What the programme is
Iran has declared civilian nuclear facilities for power generation and research, including enrichment sites at Natanz and Fordow, the Bushehr nuclear power plant, and the Arak heavy-water reactor. The programme operates under the Non-Proliferation Treaty and IAEA safeguards, with the depth of safeguards access varying by political agreement.

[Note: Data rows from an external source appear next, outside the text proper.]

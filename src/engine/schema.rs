//! The subset of the FMI 2.0 `modelDescription.xml` the bridge reads.
//!
//! Elements and attributes not listed here are skipped.

use crate::signal::Unit;

#[derive(Default, PartialEq, Debug, hard_xml::XmlRead)]
#[xml(tag = "fmiModelDescription")]
pub struct ModelDescription {
    #[xml(attr = "fmiVersion")]
    pub fmi_version: String,
    #[xml(attr = "modelName")]
    pub model_name: String,
    #[xml(attr = "guid")]
    pub guid: String,
    #[xml(child = "ModelExchange")]
    pub model_exchange: Option<ModelExchange>,
    #[xml(child = "UnitDefinitions")]
    pub unit_definitions: Option<UnitDefinitions>,
    #[xml(child = "LogCategories")]
    pub log_categories: Option<LogCategories>,
    #[xml(child = "ModelVariables")]
    pub model_variables: ModelVariables,
}

#[derive(Default, PartialEq, Debug, hard_xml::XmlRead)]
#[xml(tag = "ModelExchange")]
pub struct ModelExchange {
    #[xml(attr = "modelIdentifier")]
    pub model_identifier: String,
}

#[derive(Default, PartialEq, Debug, hard_xml::XmlRead)]
#[xml(tag = "UnitDefinitions")]
pub struct UnitDefinitions {
    #[xml(child = "Unit")]
    pub units: Vec<UnitDefinition>,
}

#[derive(Default, PartialEq, Debug, hard_xml::XmlRead)]
#[xml(tag = "Unit")]
pub struct UnitDefinition {
    #[xml(attr = "name")]
    pub name: String,
    /// BaseUnit_value = factor*Unit_value + offset
    #[xml(child = "BaseUnit")]
    pub base_unit: Option<BaseUnit>,
}

#[derive(Default, PartialEq, Debug, hard_xml::XmlRead)]
#[xml(tag = "BaseUnit")]
pub struct BaseUnit {
    #[xml(attr = "factor")]
    pub factor: Option<f64>,
    #[xml(attr = "offset")]
    pub offset: Option<f64>,
}

#[derive(Default, PartialEq, Debug, hard_xml::XmlRead)]
#[xml(tag = "LogCategories")]
pub struct LogCategories {
    #[xml(child = "Category")]
    pub categories: Vec<Category>,
}

#[derive(Default, PartialEq, Debug, hard_xml::XmlRead)]
#[xml(tag = "Category")]
pub struct Category {
    #[xml(attr = "name")]
    pub name: String,
}

#[derive(Default, PartialEq, Debug, hard_xml::XmlRead)]
#[xml(tag = "ModelVariables")]
pub struct ModelVariables {
    #[xml(child = "ScalarVariable")]
    pub variables: Vec<ScalarVariable>,
}

#[derive(Default, PartialEq, Debug, hard_xml::XmlRead)]
#[xml(tag = "ScalarVariable")]
pub struct ScalarVariable {
    #[xml(attr = "name")]
    pub name: String,
    #[xml(attr = "valueReference")]
    pub value_reference: u32,
    #[xml(attr = "causality")]
    pub causality: Option<String>,
    #[xml(child = "Real")]
    pub real: Option<Real>,
}

#[derive(Default, PartialEq, Debug, hard_xml::XmlRead)]
#[xml(tag = "Real")]
pub struct Real {
    #[xml(attr = "unit")]
    pub unit: Option<String>,
}

impl ModelDescription {
    pub fn log_category_names(&self) -> Vec<String> {
        self.log_categories
            .iter()
            .flat_map(|categories| categories.categories.iter())
            .map(|category| category.name.clone())
            .collect()
    }

    /// Look up a unit and its conversion to SI. A unit without a `BaseUnit` converts with the
    /// identity.
    pub fn unit(&self, name: &str) -> Unit {
        let base = self
            .unit_definitions
            .iter()
            .flat_map(|definitions| definitions.units.iter())
            .find(|unit| unit.name == name)
            .and_then(|unit| unit.base_unit.as_ref());
        Unit {
            name: name.to_owned(),
            factor: base.and_then(|base| base.factor).unwrap_or(1.0),
            offset: base.and_then(|base| base.offset).unwrap_or(0.0),
        }
    }

    /// Real variables with their value references and units.
    pub fn real_variables(&self) -> impl Iterator<Item = (&ScalarVariable, Option<Unit>)> + '_ {
        self.model_variables
            .variables
            .iter()
            .filter_map(move |variable| {
                let real = variable.real.as_ref()?;
                Some((variable, real.unit.as_deref().map(|name| self.unit(name))))
            })
    }
}

#[cfg(test)]
mod tests {
    use hard_xml::XmlRead;

    use super::*;

    const XML: &str = r#"<?xml version="1.0" encoding="UTF-8"?>
<fmiModelDescription fmiVersion="2.0" modelName="bui" guid="{0d0b3c6b}" generationTool="spawn">
  <ModelExchange modelIdentifier="bui" canGetAndSetFMUstate="false"/>
  <UnitDefinitions>
    <Unit name="degC"><BaseUnit K="1" offset="273.15"/></Unit>
    <Unit name="W"><BaseUnit kg="1" m="2" s="-3"/></Unit>
  </UnitDefinitions>
  <LogCategories>
    <Category name="logLevel1"/>
    <Category name="logLevel2"/>
  </LogCategories>
  <DefaultExperiment startTime="0"/>
  <ModelVariables>
    <ScalarVariable name="Core_ZN_T" valueReference="1" causality="input"><Real unit="degC"/></ScalarVariable>
    <ScalarVariable name="Core_ZN_QConSen_flow" valueReference="2" causality="output"><Real unit="W"/></ScalarVariable>
    <ScalarVariable name="flag" valueReference="3" causality="output"><Integer/></ScalarVariable>
    <ScalarVariable name="Core_ZN_V" valueReference="4" causality="parameter"><Real/></ScalarVariable>
  </ModelVariables>
  <ModelStructure/>
</fmiModelDescription>"#;

    #[test]
    fn parse_model_description() {
        let md = ModelDescription::from_str(XML).unwrap();
        assert_eq!(md.fmi_version, "2.0");
        assert_eq!(md.model_exchange.as_ref().unwrap().model_identifier, "bui");
        assert_eq!(md.log_category_names(), vec!["logLevel1", "logLevel2"]);

        let reals: Vec<_> = md.real_variables().collect();
        assert_eq!(reals.len(), 3);
        let (t, unit) = &reals[0];
        assert_eq!(t.name, "Core_ZN_T");
        let unit = unit.as_ref().unwrap();
        assert_eq!(unit.offset, 273.15);
        assert_eq!(unit.factor, 1.0);
        assert!(reals[2].1.is_none());
    }
}
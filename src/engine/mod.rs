//! The simulation engine behind a building.
//!
//! [`CoSimulationEngine`] is the FMI 2.0 Model-Exchange surface the bridge drives. The production
//! implementation, [`fmu::FmuEngine`], loads the shared library shipped inside a generated
//! package; tests substitute scripted engines through [`EngineLoader`].

mod event_flags;
pub mod fmu;
mod schema;
mod status;

use std::path::Path;

pub use event_flags::EventFlags;
pub use spawn_sys::logger::LogRoute;
pub use status::{Fmi2Error, Fmi2Res, Fmi2Status};

use crate::{signal::Unit, Error};

/// A real-valued variable exposed by a loaded engine.
#[derive(Debug, Clone, PartialEq)]
pub struct VariableInfo {
    pub name: String,
    pub value_reference: u32,
    /// Unit and conversion to SI, when the engine declares one.
    pub unit: Option<Unit>,
}

/// FMI 2.0 Model-Exchange calls used by the bridge.
///
/// Implementations own the instance they drive and release it on drop.
pub trait CoSimulationEngine {
    /// Real variables declared by the engine.
    fn variables(&self) -> &[VariableInfo];

    /// Log categories advertised by the engine, in declaration order.
    fn log_categories(&self) -> &[String];

    fn set_debug_logging(
        &mut self,
        logging_on: bool,
        categories: &[&str],
    ) -> Result<Fmi2Res, Fmi2Error>;

    fn setup_experiment(
        &mut self,
        tolerance: Option<f64>,
        start_time: f64,
        stop_time: Option<f64>,
    ) -> Result<Fmi2Res, Fmi2Error>;

    fn enter_initialization_mode(&mut self) -> Result<Fmi2Res, Fmi2Error>;

    fn exit_initialization_mode(&mut self) -> Result<Fmi2Res, Fmi2Error>;

    fn enter_event_mode(&mut self) -> Result<Fmi2Res, Fmi2Error>;

    /// Run one event iteration, filling `event_flags`.
    fn new_discrete_states(&mut self, event_flags: &mut EventFlags)
        -> Result<Fmi2Res, Fmi2Error>;

    fn enter_continuous_time_mode(&mut self) -> Result<Fmi2Res, Fmi2Error>;

    fn completed_integrator_step(
        &mut self,
        no_set_fmu_state_prior: bool,
        enter_event_mode: &mut bool,
        terminate_simulation: &mut bool,
    ) -> Result<Fmi2Res, Fmi2Error>;

    fn set_time(&mut self, time: f64) -> Result<Fmi2Res, Fmi2Error>;

    fn get_real(&mut self, vrs: &[u32], values: &mut [f64]) -> Result<Fmi2Res, Fmi2Error>;

    fn set_real(&mut self, vrs: &[u32], values: &[f64]) -> Result<Fmi2Res, Fmi2Error>;

    fn terminate(&mut self) -> Result<Fmi2Res, Fmi2Error>;
}

/// Creates an engine instance from a package file.
pub trait EngineLoader {
    /// Load `package` and instantiate it as `instance_name`. Engine log messages are delivered
    /// through `route`, which the engine keeps alive for its lifetime.
    fn load(
        &self,
        package: &Path,
        instance_name: &str,
        route: LogRoute,
    ) -> Result<Box<dyn CoSimulationEngine>, Error>;
}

Enrichment, in plain English
Natural uranium contains less than 1% of the isotope U-235. Civilian power reactors typically use uranium enriched to 3–5% U-235. Research reactors and medical isotope production use up to 20%. A nuclear weapon requires roughly 90% U-235 ("weapons grade"). The difficulty of enrichment is non-linear: the last leg from 60% to 90% requires much less work than the first leg from natural to 5%.
"Breakout time"
Breakout time is the estimated number of days or weeks an enrichment programme would need to convert its existing stockpile to enough weapons-grade material for one device, if a political decision to do so were made. It is a function of stockpile size, enrichment level, and centrifuge capacity. It does not factor in weaponisation (engineering a working device from the material), which is a separate, longer process.
The IAEA reports
The IAEA Director General's quarterly reports on Iran are the most authoritative non-aligned data source on the programme. They cover enrichment levels, stockpile sizes by enrichment level, inspection access, and any outstanding safeguards questions. They are technical documents, publicly available, and routinely characterised differently by different parties to the dispute.